Extracted information:
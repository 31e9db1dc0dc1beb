//! 대화 세션
//!
//! 대화 모드의 상태(세션 범위 메모리 인덱스, 대화 기록)를 하나의 객체로 묶어
//! 핸들러에 명시적으로 전달합니다. 세션이 끝나면 모두 사라집니다.
//! 대화 기록은 화면 표시용이며 LLM 프롬프트에는 들어가지 않습니다.

use std::path::Path;
use std::sync::Arc;

use crate::embedding::EmbeddingProvider;
use crate::engine::{AnswerStream, QueryEngine, QueryOutcome};
use crate::error::Result;
use crate::extractor;
use crate::ingest::IngestedFile;
use crate::knowledge::{Document, DocumentIndex, TextChunker};

/// 발화 주체
#[derive(Debug, Clone, Copy, PartialEq, Eq)]
pub enum Role {
    User,
    Assistant,
}

/// 대화 한 턴
#[derive(Debug, Clone, PartialEq)]
pub struct Turn {
    pub role: Role,
    pub content: String,
}

/// 대화 세션 컨텍스트
pub struct ChatSession {
    embedder: Arc<dyn EmbeddingProvider>,
    chunker: TextChunker,
    index: Option<DocumentIndex>,
    history: Vec<Turn>,
}

impl ChatSession {
    pub fn new(embedder: Arc<dyn EmbeddingProvider>, chunker: TextChunker) -> Self {
        Self {
            embedder,
            chunker,
            index: None,
            history: Vec::new(),
        }
    }

    /// PDF를 새 세션 인덱스에 로드 (이전 문서는 대체)
    ///
    /// 읽기에 실패하면 기존 인덱스를 그대로 둡니다.
    pub async fn load_pdf(&mut self, path: &Path) -> Result<IngestedFile> {
        let pages = extractor::load_pdf(path).await?;
        let chunks = self.load_documents(path, &pages).await?;
        Ok(IngestedFile {
            path: path.to_path_buf(),
            pages: pages.len(),
            chunks,
        })
    }

    /// 이미 로드된 페이지 문서로 세션 인덱스 구성 (이전 문서는 대체)
    pub async fn load_documents(&mut self, source: &Path, pages: &[Document]) -> Result<usize> {
        let index = self.fresh_index();
        let chunks = index.ingest(source, pages).await?;
        self.index = Some(index);
        Ok(chunks)
    }

    fn fresh_index(&self) -> DocumentIndex {
        DocumentIndex::in_memory(self.embedder.clone(), self.chunker.clone())
    }

    /// 활성 인덱스 (문서를 로드하지 않았으면 None)
    pub fn index(&self) -> Option<&DocumentIndex> {
        self.index.as_ref()
    }

    pub fn history(&self) -> &[Turn] {
        &self.history
    }

    /// 질문을 기록하고 스트림 답변 요청
    ///
    /// 스트림을 다 소비한 뒤 [`ChatSession::record_answer`]로 답변을 기록합니다.
    pub async fn ask(&mut self, engine: &QueryEngine, question: &str) -> Result<QueryOutcome<AnswerStream>> {
        self.history.push(Turn {
            role: Role::User,
            content: question.to_string(),
        });
        engine.answer_stream(self.index.as_ref(), question).await
    }

    /// 어시스턴트 답변 기록 (빈 답변은 건너뜀)
    pub fn record_answer(&mut self, answer: impl Into<String>) {
        let content = answer.into();
        if content.trim().is_empty() {
            return;
        }
        self.history.push(Turn {
            role: Role::Assistant,
            content,
        });
    }

    /// 대화 기록 초기화 (인덱스는 유지)
    pub fn clear_history(&mut self) {
        self.history.clear();
    }
}

#[cfg(test)]
mod tests {
    use super::*;
    use crate::embedding::HashEmbedding;
    use crate::llm::{CompletionProvider, TextStream};
    use crate::prompt::PromptBuilder;
    use async_trait::async_trait;

    struct FixedLlm;

    #[async_trait]
    impl CompletionProvider for FixedLlm {
        async fn complete(&self, _prompt: &str) -> Result<String> {
            Ok("Twelve months.".to_string())
        }

        async fn complete_stream(&self, _prompt: &str) -> Result<TextStream> {
            let pieces = vec![Ok("Twelve ".to_string()), Ok("months.".to_string())];
            Ok(Box::pin(futures::stream::iter(pieces)))
        }

        fn model(&self) -> &str {
            "fixed"
        }
    }

    fn session() -> ChatSession {
        ChatSession::new(Arc::new(HashEmbedding::new(64)), TextChunker::with_defaults())
    }

    fn engine() -> QueryEngine {
        QueryEngine::new(Arc::new(FixedLlm), PromptBuilder::default(), 3)
    }

    #[tokio::test]
    async fn test_ask_without_document_is_not_indexed() {
        let mut session = session();
        let outcome = session.ask(&engine(), "What is the term?").await.unwrap();
        assert!(matches!(outcome, QueryOutcome::NotIndexed));
        assert_eq!(session.history().len(), 1);
        assert_eq!(session.history()[0].role, Role::User);
    }

    #[tokio::test]
    async fn test_conversation_records_turns() {
        let mut session = session();
        let pages = vec![Document::new(
            "The term of this agreement is 12 months.",
            "lease.pdf",
            Some(1),
        )];
        assert_eq!(session.load_documents(Path::new("lease.pdf"), &pages).await.unwrap(), 1);

        let stream = session
            .ask(&engine(), "What is the term?")
            .await
            .unwrap()
            .found()
            .unwrap();
        let answer = stream.collect_text().await.unwrap();
        session.record_answer(answer.clone());

        assert_eq!(answer, "Twelve months.");
        assert_eq!(
            session.history(),
            &[
                Turn {
                    role: Role::User,
                    content: "What is the term?".to_string()
                },
                Turn {
                    role: Role::Assistant,
                    content: "Twelve months.".to_string()
                },
            ]
        );

        session.clear_history();
        assert!(session.history().is_empty());
        assert!(session.index().is_some());
    }

    #[test]
    fn test_empty_answer_is_not_recorded() {
        let mut session = session();
        session.record_answer("  ");
        assert!(session.history().is_empty());

        session.record_answer("The term ");
        assert_eq!(session.history()[0].content, "The term ");
    }

    #[tokio::test]
    async fn test_load_pdf_indexes_each_page() {
        let dir = tempfile::TempDir::new().unwrap();
        let path = dir.path().join("lease.pdf");
        std::fs::write(
            &path,
            extractor::pdf::fixtures::pdf_with_pages(&[
                "The tenant shall pay rent monthly.",
                "The term of this agreement is 12 months.",
            ]),
        )
        .unwrap();

        let mut session = session();
        let file = session.load_pdf(&path).await.unwrap();
        assert_eq!(file.pages, 2);
        assert_eq!(file.chunks, 2);

        let hits = session.index().unwrap().search("term of this agreement", 1).await.unwrap();
        assert_eq!(hits[0].page, Some(2));
    }

    #[tokio::test]
    async fn test_failed_load_keeps_previous_document() {
        let dir = tempfile::TempDir::new().unwrap();
        let broken = dir.path().join("broken.pdf");
        std::fs::write(&broken, b"not a pdf").unwrap();

        let mut session = session();
        session
            .load_documents(Path::new("a.pdf"), &[Document::new("Alpha clause.", "a.pdf", Some(1))])
            .await
            .unwrap();

        assert!(session.load_pdf(&broken).await.is_err());
        let hits = session.index().unwrap().search("clause", 1).await.unwrap();
        assert_eq!(hits[0].source, "a.pdf");
    }

    #[tokio::test]
    async fn test_loading_replaces_previous_document() {
        let mut session = session();
        session
            .load_documents(Path::new("a.pdf"), &[Document::new("Alpha clause.", "a.pdf", Some(1))])
            .await
            .unwrap();
        session
            .load_documents(Path::new("b.pdf"), &[Document::new("Beta clause.", "b.pdf", Some(1))])
            .await
            .unwrap();

        let index = session.index().unwrap();
        assert_eq!(index.count().await.unwrap(), 1);
        let hits = index.search("clause", 3).await.unwrap();
        assert_eq!(hits[0].source, "b.pdf");
    }
}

Exercise prompt: From the data above, copy each line with the string "extractor" in it.

Task response:
use crate::extractor;
        let pages = extractor::load_pdf(path).await?;
            extractor::pdf::fixtures::pdf_with_pages(&[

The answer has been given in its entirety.